MATERIAL FOR THE TASK -
━━━━━━
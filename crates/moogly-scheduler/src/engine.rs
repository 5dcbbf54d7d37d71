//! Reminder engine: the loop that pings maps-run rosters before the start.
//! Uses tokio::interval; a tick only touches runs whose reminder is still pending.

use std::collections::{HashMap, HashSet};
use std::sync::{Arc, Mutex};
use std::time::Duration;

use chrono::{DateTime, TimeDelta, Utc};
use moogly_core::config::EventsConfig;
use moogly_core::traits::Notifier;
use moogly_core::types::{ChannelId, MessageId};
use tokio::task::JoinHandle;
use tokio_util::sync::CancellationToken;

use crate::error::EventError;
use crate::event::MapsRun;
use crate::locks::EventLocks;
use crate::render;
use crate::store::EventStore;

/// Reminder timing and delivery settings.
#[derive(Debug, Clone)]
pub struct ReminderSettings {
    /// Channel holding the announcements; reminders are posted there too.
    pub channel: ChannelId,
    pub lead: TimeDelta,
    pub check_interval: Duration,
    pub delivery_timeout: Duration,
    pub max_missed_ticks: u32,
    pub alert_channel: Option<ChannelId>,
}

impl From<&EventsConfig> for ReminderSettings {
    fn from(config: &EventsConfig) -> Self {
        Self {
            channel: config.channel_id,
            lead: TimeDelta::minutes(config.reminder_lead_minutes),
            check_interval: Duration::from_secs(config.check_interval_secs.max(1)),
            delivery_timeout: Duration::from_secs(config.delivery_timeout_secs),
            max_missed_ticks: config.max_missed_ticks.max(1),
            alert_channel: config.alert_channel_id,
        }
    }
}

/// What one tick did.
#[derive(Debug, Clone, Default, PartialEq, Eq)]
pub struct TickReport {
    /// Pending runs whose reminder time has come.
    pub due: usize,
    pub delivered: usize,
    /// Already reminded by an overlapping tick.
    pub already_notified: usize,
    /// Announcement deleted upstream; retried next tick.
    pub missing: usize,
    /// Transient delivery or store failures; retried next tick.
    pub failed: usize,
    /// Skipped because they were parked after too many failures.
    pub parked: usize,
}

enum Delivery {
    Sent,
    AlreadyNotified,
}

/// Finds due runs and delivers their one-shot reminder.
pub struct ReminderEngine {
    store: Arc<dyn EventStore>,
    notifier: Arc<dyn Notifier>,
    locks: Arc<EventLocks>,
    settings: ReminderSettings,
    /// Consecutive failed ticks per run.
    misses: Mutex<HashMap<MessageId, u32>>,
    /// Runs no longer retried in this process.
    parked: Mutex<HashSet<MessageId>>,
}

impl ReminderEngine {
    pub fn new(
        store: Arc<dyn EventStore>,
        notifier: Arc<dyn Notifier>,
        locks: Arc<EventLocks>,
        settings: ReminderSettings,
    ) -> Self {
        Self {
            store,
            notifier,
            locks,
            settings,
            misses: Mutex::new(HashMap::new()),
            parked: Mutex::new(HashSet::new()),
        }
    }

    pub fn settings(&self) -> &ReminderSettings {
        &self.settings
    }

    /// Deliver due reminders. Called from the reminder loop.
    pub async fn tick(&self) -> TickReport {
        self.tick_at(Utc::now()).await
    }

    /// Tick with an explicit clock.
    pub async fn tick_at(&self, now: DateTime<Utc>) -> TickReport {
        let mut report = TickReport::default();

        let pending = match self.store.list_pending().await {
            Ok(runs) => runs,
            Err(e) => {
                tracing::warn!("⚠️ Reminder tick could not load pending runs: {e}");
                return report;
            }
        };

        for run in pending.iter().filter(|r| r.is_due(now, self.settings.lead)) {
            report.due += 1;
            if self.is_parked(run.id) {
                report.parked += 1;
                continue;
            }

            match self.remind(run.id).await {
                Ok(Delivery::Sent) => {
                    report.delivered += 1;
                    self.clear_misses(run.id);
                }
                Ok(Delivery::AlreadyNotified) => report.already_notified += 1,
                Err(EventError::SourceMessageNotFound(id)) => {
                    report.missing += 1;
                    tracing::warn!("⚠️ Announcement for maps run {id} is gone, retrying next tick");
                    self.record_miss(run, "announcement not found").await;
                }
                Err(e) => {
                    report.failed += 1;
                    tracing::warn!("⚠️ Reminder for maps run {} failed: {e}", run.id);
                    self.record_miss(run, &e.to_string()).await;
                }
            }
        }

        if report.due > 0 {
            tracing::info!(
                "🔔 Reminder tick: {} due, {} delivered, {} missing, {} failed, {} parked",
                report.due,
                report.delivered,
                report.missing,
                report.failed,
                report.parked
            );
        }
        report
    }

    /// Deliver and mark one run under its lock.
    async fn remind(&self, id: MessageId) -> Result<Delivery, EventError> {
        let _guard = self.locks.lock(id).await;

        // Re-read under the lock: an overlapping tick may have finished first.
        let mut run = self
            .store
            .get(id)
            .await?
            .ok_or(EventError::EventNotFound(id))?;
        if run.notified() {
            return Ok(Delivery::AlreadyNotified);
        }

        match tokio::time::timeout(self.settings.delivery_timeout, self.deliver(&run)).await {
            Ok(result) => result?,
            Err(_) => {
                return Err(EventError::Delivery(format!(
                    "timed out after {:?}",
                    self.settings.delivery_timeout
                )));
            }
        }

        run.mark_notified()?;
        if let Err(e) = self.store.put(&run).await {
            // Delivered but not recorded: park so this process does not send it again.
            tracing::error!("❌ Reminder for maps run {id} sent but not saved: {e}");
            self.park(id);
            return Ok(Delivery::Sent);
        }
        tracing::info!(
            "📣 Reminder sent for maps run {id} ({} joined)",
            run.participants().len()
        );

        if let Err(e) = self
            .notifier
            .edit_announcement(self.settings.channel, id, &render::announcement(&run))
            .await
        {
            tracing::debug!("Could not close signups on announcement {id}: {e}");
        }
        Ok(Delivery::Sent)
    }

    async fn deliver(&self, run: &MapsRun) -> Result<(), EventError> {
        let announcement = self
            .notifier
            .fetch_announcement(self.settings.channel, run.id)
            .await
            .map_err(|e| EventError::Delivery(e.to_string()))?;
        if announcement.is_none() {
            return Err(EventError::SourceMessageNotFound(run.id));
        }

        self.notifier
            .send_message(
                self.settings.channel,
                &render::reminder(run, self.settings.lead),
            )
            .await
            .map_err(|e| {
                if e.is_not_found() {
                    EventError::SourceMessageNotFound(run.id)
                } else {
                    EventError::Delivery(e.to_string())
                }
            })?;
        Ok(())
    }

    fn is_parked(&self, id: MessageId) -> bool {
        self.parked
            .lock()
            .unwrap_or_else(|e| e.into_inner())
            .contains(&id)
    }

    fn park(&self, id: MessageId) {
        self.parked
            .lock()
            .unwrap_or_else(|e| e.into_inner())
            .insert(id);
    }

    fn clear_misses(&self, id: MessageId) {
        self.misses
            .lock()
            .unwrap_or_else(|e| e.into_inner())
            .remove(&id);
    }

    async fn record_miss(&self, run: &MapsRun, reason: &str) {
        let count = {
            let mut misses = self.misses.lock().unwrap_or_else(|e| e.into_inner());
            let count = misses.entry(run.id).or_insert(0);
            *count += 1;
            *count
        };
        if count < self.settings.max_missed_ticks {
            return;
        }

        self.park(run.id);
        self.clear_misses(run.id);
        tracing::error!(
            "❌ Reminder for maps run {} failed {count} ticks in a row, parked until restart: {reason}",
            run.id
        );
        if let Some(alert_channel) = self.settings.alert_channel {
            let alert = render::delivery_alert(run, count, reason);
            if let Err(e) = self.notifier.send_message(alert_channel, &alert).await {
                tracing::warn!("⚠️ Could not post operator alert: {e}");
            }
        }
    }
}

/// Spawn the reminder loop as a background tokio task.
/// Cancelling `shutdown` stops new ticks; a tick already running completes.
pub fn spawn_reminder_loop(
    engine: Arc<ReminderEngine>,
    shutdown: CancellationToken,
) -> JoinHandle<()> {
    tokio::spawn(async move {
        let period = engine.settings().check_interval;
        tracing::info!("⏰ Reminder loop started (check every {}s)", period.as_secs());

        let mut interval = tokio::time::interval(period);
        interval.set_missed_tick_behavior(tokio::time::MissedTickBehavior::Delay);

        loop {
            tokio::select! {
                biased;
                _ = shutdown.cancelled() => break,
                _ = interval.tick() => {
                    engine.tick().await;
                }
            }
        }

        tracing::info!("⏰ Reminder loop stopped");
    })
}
━━━━━━
ACTIVITY - Could you state how many lines of the records contain "render"? Give the number and nothing else.

RESPONSE TO THIS EXERCISE - 4